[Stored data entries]
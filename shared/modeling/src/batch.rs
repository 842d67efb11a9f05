use speedy_data_provider::TokenBatch;
use tch::{Device, Kind, Tensor};

/// A token batch on the training device, split into model inputs and next-token targets.
#[derive(Debug)]
pub struct DeviceBatch {
    /// `[batch, length]` token ids.
    pub inputs: Tensor,
    /// `[batch, length]` ids of the token following each input position.
    pub targets: Tensor,
}

impl DeviceBatch {
    pub fn new(batch: &TokenBatch, device: Device) -> Self {
        let rows = Tensor::from_slice(&batch.tokens)
            .view([batch.batch_size as i64, batch.row_len() as i64])
            .to_kind(Kind::Int64)
            .to(device);
        let length = batch.length as i64;
        // both halves are strided views of `rows` until made contiguous
        Self {
            inputs: rows.narrow(1, 0, length).contiguous(),
            targets: rows.narrow(1, 1, length).contiguous(),
        }
    }

    pub fn batch_size(&self) -> i64 {
        self.inputs.size()[0]
    }

    pub fn length(&self) -> i64 {
        self.inputs.size()[1]
    }
}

Problem statement -> Which lines belong in the answer? Exactly those from the first line of the entries through the line holding "batch.row_len() as i64])", inclusive, copied unchanged.

Response to the task ->
filename shared/modeling/src/batch.rs
repository 842d67efb11a9f05
use speedy_data_provider::TokenBatch;
use tch::{Device, Kind, Tensor};

/// A token batch on the training device, split into model inputs and next-token targets.
#[derive(Debug)]
pub struct DeviceBatch {
    /// `[batch, length]` token ids.
    pub inputs: Tensor,
    /// `[batch, length]` ids of the token following each input position.
    pub targets: Tensor,
}

impl DeviceBatch {
    pub fn new(batch: &TokenBatch, device: Device) -> Self {
        let rows = Tensor::from_slice(&batch.tokens)
            .view([batch.batch_size as i64, batch.row_len() as i64])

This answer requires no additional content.